More and more lockdown easing across regions also eases the pressure on the global economy as more and more businesses are allowed to operate again, albeit partially. With the current policy, the least of the impact that businesses can feel is the easing of sunk cost that has been invested.
Recently many traders have felt that the volatility of the market in general has decreased significantly. As a matter of fact, the VIX has dropped from its level near the all-time high from 2008 to almost its normal non-volatile position. This is a sign that there is a lot of liquidity flowing into the market, seen with the surge of many shares since the selloff in March.
Besides that, the price of gold is also stabilizing at around $1,680 to $1,720/troy ounce, which is also its resistance area. The fact that there is a substantial amount of liquidity into gold means that there are traders who take profit from surges and cause the price of gold to stagnate in that area.
Anticipating worse data in the next few weeks and months, central banks all around the world have acted swiftly by cutting rates while loosening monetary policy.
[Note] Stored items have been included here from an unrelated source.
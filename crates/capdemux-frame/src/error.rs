use std::path::PathBuf;

use capdemux_stream::StreamError;

/// Errors that can occur while demultiplexing or writing channels.
///
/// A missing sync triple and a truncated final frame are not errors; they are
/// reported as [`DemuxWarning`](crate::DemuxWarning)s and the run continues.
#[derive(Debug, thiserror::Error)]
pub enum DemuxError {
    /// A channel received more samples than its capacity allows.
    #[error("channel {channel} overflow ({capacity} samples max)")]
    ChannelOverflow { channel: usize, capacity: usize },

    /// A channel index outside 0..16 was used.
    #[error("channel index {0} out of range (0-15)")]
    InvalidChannel(usize),

    /// Loading the capture failed.
    #[error(transparent)]
    Stream(#[from] StreamError),

    /// An output file could not be created.
    #[error("failed to create {path}: {source}")]
    SinkCreate {
        path: PathBuf,
        source: std::io::Error,
    },

    /// An I/O error occurred while writing channel output.
    #[error("sink I/O error: {0}")]
    Io(#[from] std::io::Error),
}

pub type Result<T> = std::result::Result<T, DemuxError>;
This has caused more and more liquidity to come into the market together with unlimited quantitative easing in many countries.
What can traders do?
Anticipation is the key in the current situation. As a trader, it is much better to keep risk tight and be very sensitive to any changes. This will help traders to gain while maintaining as little risk as possible. Rate cuts weaken the currency of a country as does loosening the monetary policy. Traders who aim for the shorter term might be safer in this situation.